### Provided material

§ §

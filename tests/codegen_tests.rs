use jmes_lang::{
    CodegenConfig, CodegenError, NullCheckStyle,
    codegen::generate_function,
    compile, search,
};
use serde_json::{Value as Json, json};

fn generate(expr: &str, config: &CodegenConfig) -> String {
    compile(expr).unwrap().generate_code(config).unwrap()
}

fn generate_error(expr: &str, config: &CodegenConfig) -> CodegenError {
    compile(expr).unwrap().generate_code(config).unwrap_err()
}

fn coalescing() -> CodegenConfig {
    CodegenConfig::default().with_style(NullCheckStyle::NullCoalescing)
}

// The accessors below are the generator's output for the expression named
// above each one, pasted verbatim. The string tests pin the text; the
// behavior tests check the compiled accessors select what `search` does.

const FIELD_CHAIN: &str = r#"if let Some(ref jp_0) = input.get("foo").cloned().filter(|v| !v.is_null()) { jp_0.get("bar").cloned() } else { None }"#;

// foo.bar
fn field_chain(input: &Json) -> Option<Json> {
    if let Some(ref jp_0) = input.get("foo").cloned().filter(|v| !v.is_null()) { jp_0.get("bar").cloned() } else { None }
}

const FIELD_CHAIN_COALESCING: &str = r#"input.get("foo").cloned().filter(|v| !v.is_null()).as_ref().and_then(|jp_0| jp_0.get("bar").cloned())"#;

// foo.bar, null-coalescing
fn field_chain_coalescing(input: &Json) -> Option<Json> {
    input.get("foo").cloned().filter(|v| !v.is_null()).as_ref().and_then(|jp_0| jp_0.get("bar").cloned())
}

const PROJECTION: &str = r#"if let Some(serde_json::Value::Array(ref jp_0)) = input.get("foo").cloned() { let mut jp_2 = Vec::new(); for jp_1 in jp_0.iter() { if let Some(jp_3) = jp_1.get("bar").cloned() { if !jp_3.is_null() { jp_2.push(jp_3); } } } Some(serde_json::Value::Array(jp_2)) } else { None }"#;

// foo[*].bar
fn projection(input: &Json) -> Option<Json> {
    if let Some(serde_json::Value::Array(ref jp_0)) = input.get("foo").cloned() { let mut jp_2 = Vec::new(); for jp_1 in jp_0.iter() { if let Some(jp_3) = jp_1.get("bar").cloned() { if !jp_3.is_null() { jp_2.push(jp_3); } } } Some(serde_json::Value::Array(jp_2)) } else { None }
}

const PROJECTION_COALESCING: &str = r#"input.get("foo").cloned().as_ref().and_then(|v| v.as_array()).map(|jp_0| serde_json::Value::Array(jp_0.iter().filter_map(|jp_1| jp_1.get("bar").cloned()).filter(|v| !v.is_null()).collect()))"#;

// foo[*].bar, null-coalescing
fn projection_coalescing(input: &Json) -> Option<Json> {
    input.get("foo").cloned().as_ref().and_then(|v| v.as_array()).map(|jp_0| serde_json::Value::Array(jp_0.iter().filter_map(|jp_1| jp_1.get("bar").cloned()).filter(|v| !v.is_null()).collect()))
}

const FILTER: &str = r#"if let Some(serde_json::Value::Array(ref jp_0)) = input.get("people").cloned() { let mut jp_2 = Vec::new(); for jp_1 in jp_0.iter() { if jmes_lang::runtime::is_truthy(&jmes_lang::runtime::compare(">", jp_1.get("age").cloned(), Some(serde_json::json!(20i64)))) { if let Some(jp_3) = jp_1.get("name").cloned() { if !jp_3.is_null() { jp_2.push(jp_3); } } } } Some(serde_json::Value::Array(jp_2)) } else { None }"#;

// people[?age > `20`].name
fn filter(input: &Json) -> Option<Json> {
    if let Some(serde_json::Value::Array(ref jp_0)) = input.get("people").cloned() { let mut jp_2 = Vec::new(); for jp_1 in jp_0.iter() { if jmes_lang::runtime::is_truthy(&jmes_lang::runtime::compare(">", jp_1.get("age").cloned(), Some(serde_json::json!(20i64)))) { if let Some(jp_3) = jp_1.get("name").cloned() { if !jp_3.is_null() { jp_2.push(jp_3); } } } } Some(serde_json::Value::Array(jp_2)) } else { None }
}

const OR: &str = r#"{ let jp_0 = input.get("a").cloned(); if jmes_lang::runtime::is_truthy(&jp_0) { jp_0 } else { input.get("b").cloned() } }"#;

// a || b
fn or(input: &Json) -> Option<Json> {
    { let jp_0 = input.get("a").cloned(); if jmes_lang::runtime::is_truthy(&jp_0) { jp_0 } else { input.get("b").cloned() } }
}

const OR_COALESCING: &str = r#"input.get("a").cloned().filter(jmes_lang::runtime::is_truthy_value).or_else(|| input.get("b").cloned())"#;

// a || b, null-coalescing
fn or_coalescing(input: &Json) -> Option<Json> {
    input.get("a").cloned().filter(jmes_lang::runtime::is_truthy_value).or_else(|| input.get("b").cloned())
}

const PIPE: &str = r#"{ let jp_0 = &input.get("foo").cloned().unwrap_or(serde_json::Value::Null); jmes_lang::runtime::index(jp_0, 0) }"#;

// foo | [0]
fn pipe(input: &Json) -> Option<Json> {
    { let jp_0 = &input.get("foo").cloned().unwrap_or(serde_json::Value::Null); jmes_lang::runtime::index(jp_0, 0) }
}

const HASH: &str = r#"if input.is_null() { None } else { let jp_0 = input; let mut jp_1 = serde_json::Map::new(); jp_1.insert("n".to_string(), jp_0.get("name").cloned().unwrap_or(serde_json::Value::Null)); Some(serde_json::Value::Object(jp_1)) }"#;

// {n: name}
fn hash(input: &Json) -> Option<Json> {
    if input.is_null() { None } else { let jp_0 = input; let mut jp_1 = serde_json::Map::new(); jp_1.insert("n".to_string(), jp_0.get("name").cloned().unwrap_or(serde_json::Value::Null)); Some(serde_json::Value::Object(jp_1)) }
}

const WIDE_LITERAL: &str = r#"if let Some(serde_json::Value::Array(ref jp_0)) = input.get("foo").cloned() { let mut jp_2 = Vec::new(); for jp_1 in jp_0.iter() { if jmes_lang::runtime::is_truthy(&jmes_lang::runtime::compare("==", jp_1.get("a").cloned(), Some(serde_json::json!(3000000000i64)))) { if let Some(jp_3) = jp_1.get("b").cloned() { if !jp_3.is_null() { jp_2.push(jp_3); } } } } Some(serde_json::Value::Array(jp_2)) } else { None }"#;

// foo[?a == `3000000000`].b
fn wide_literal(input: &Json) -> Option<Json> {
    if let Some(serde_json::Value::Array(ref jp_0)) = input.get("foo").cloned() { let mut jp_2 = Vec::new(); for jp_1 in jp_0.iter() { if jmes_lang::runtime::is_truthy(&jmes_lang::runtime::compare("==", jp_1.get("a").cloned(), Some(serde_json::json!(3000000000i64)))) { if let Some(jp_3) = jp_1.get("b").cloned() { if !jp_3.is_null() { jp_2.push(jp_3); } } } } Some(serde_json::Value::Array(jp_2)) } else { None }
}

fn absent_as_null(result: Option<Json>) -> Json {
    result.unwrap_or(Json::Null)
}

// ============================================================================
// Generated text
// ============================================================================

#[test]
fn test_explicit_if_output() {
    let config = CodegenConfig::default();
    assert_eq!(generate("foo.bar", &config), FIELD_CHAIN);
    assert_eq!(generate("foo[*].bar", &config), PROJECTION);
    assert_eq!(generate("people[?age > `20`].name", &config), FILTER);
    assert_eq!(generate("a || b", &config), OR);
    assert_eq!(generate("foo | [0]", &config), PIPE);
    assert_eq!(generate("{n: name}", &config), HASH);
    assert_eq!(generate("foo[?a == `3000000000`].b", &config), WIDE_LITERAL);
}

#[test]
fn test_null_coalescing_output() {
    let config = coalescing();
    assert_eq!(generate("foo.bar", &config), FIELD_CHAIN_COALESCING);
    assert_eq!(generate("foo[*].bar", &config), PROJECTION_COALESCING);
    assert_eq!(generate("a || b", &config), OR_COALESCING);
}

#[test]
fn test_simple_nodes() {
    let config = CodegenConfig::default();
    assert_eq!(generate("foo", &config), r#"input.get("foo").cloned()"#);
    assert_eq!(generate("@", &config), "Some(input.clone())");
    assert_eq!(generate("`[1, \"x\"]`", &config), r#"Some(serde_json::json!([1i64, "x"]))"#);
    assert_eq!(generate("`3000000000`", &config), "Some(serde_json::json!(3000000000i64))");
    assert_eq!(
        generate("length(@)", &config),
        r#"jmes_lang::runtime::call("length", vec![Some(input.clone())])"#
    );
    assert_eq!(
        generate("!a", &config),
        r#"Some(serde_json::Value::Bool(!jmes_lang::runtime::is_truthy(&input.get("a").cloned())))"#
    );
    assert!(generate("[1:-1:2]", &config)
        .contains("= jmes_lang::runtime::slice(input, Some(1), Some(-1), Some(2)) {"));
}

#[test]
fn test_prefix_namespace_and_input() {
    let config = CodegenConfig::default()
        .with_prefix("tmp")
        .with_namespace("crate::support")
        .with_input_variable("doc");
    assert_eq!(
        generate("a[0]", &config),
        r#"if let Some(ref tmp0) = doc.get("a").cloned().filter(|v| !v.is_null()) { crate::support::index(tmp0, 0) } else { None }"#
    );
}

#[test]
fn test_temps_are_unique() {
    let code = generate("a.b.c.d", &CodegenConfig::default());
    for name in ["jp_0", "jp_1", "jp_2"] {
        assert_eq!(code.matches(&format!("Some(ref {})", name)).count(), 1, "{}", code);
    }
    assert!(!code.contains("jp_3"));
}

#[test]
fn test_generated_function() {
    let expr = compile("foo.bar").unwrap();
    let code = generate_function("foo_bar", expr.as_ast(), &CodegenConfig::default()).unwrap();
    assert_eq!(
        code,
        format!(
            "pub fn foo_bar(input: &serde_json::Value) -> Option<serde_json::Value> {{\n    {}\n}}\n",
            FIELD_CHAIN
        )
    );
    assert!(matches!(
        generate_function("foo-bar", expr.as_ast(), &CodegenConfig::default()),
        Err(CodegenError::InvalidConfig(_))
    ));
}

// ============================================================================
// Errors
// ============================================================================

#[test]
fn test_expression_ref_is_unsupported() {
    let err = generate_error("sort_by(@, &age)", &CodegenConfig::default());
    assert_eq!(
        err,
        CodegenError::UnsupportedExpression {
            node_kind: "ExpressionRef"
        }
    );
    assert_eq!(err.to_string(), "cannot generate code for ExpressionRef expressions");
}

#[test]
fn test_arity_checked_before_emitting() {
    let err = generate_error("length(a, b)", &CodegenConfig::default());
    assert!(matches!(err, CodegenError::FunctionArgument { ref function, .. } if function == "length"));
}

#[test]
fn test_invalid_config() {
    let config = CodegenConfig::default().with_input_variable("jp_input");
    assert!(matches!(
        compile("a").unwrap().generate_code(&config),
        Err(CodegenError::InvalidConfig(_))
    ));

    let config: CodegenConfig = serde_json::from_value(json!({"functionSupportNamespace": "a b"})).unwrap();
    assert!(config.validate().is_err());

    assert!(serde_json::from_value::<CodegenConfig>(json!({"nullCheckStyle": "ternary"})).is_err());
}

// ============================================================================
// Generated accessors agree with the evaluator
// ============================================================================

#[test]
fn test_accessors_match_search() {
    let documents = [
        json!({"foo": {"bar": 1}}),
        json!({"foo": {"bar": null}}),
        json!({"foo": null}),
        json!({"foo": [{"bar": 1}, {"baz": 2}, {"bar": [3]}, 4]}),
        json!({"foo": "text"}),
        json!({"a": 0, "b": "fallback"}),
        json!({"a": [], "b": "fallback"}),
        json!({"a": false}),
        json!({"name": "x"}),
        json!({"people": [{"name": "a", "age": 30}, {"name": "b", "age": 10}, {"age": 40}]}),
        json!({"foo": [{"a": 3000000000i64, "b": 1}, {"a": 3, "b": 2}, {"a": -3000000000i64}]}),
        json!([]),
        json!(null),
    ];

    type Accessor = fn(&Json) -> Option<Json>;
    let accessors: [(&str, Accessor); 10] = [
        ("foo.bar", field_chain),
        ("foo.bar", field_chain_coalescing),
        ("foo[*].bar", projection),
        ("foo[*].bar", projection_coalescing),
        ("people[?age > `20`].name", filter),
        ("a || b", or),
        ("a || b", or_coalescing),
        ("foo | [0]", pipe),
        ("{n: name}", hash),
        ("foo[?a == `3000000000`].b", wide_literal),
    ];

    for (expr, accessor) in accessors {
        for doc in &documents {
            assert_eq!(
                absent_as_null(accessor(doc)),
                search(expr, doc).unwrap(),
                "{} on {}",
                expr,
                doc
            );
        }
    }
}

#[test]
fn test_runtime_calls_match_functions() {
    use jmes_lang::runtime;

    let data = json!({"xs": [3, 1, 2], "s": "abc"});
    assert_eq!(
        runtime::call("sort", vec![data.get("xs").cloned()]),
        Some(search("sort(xs)", &data).unwrap())
    );
    assert_eq!(
        runtime::call("length", vec![data.get("s").cloned()]),
        Some(search("length(s)", &data).unwrap())
    );
    assert_eq!(runtime::call("abs", vec![data.get("s").cloned()]), None);
    assert_eq!(
        runtime::compare(">=", Some(json!(2)), Some(json!(2.0))),
        Some(json!(true))
    );
}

§ §

### Assignment
How many lines in the entries contain the string "data"? Answer with the number only.

### Written solution
6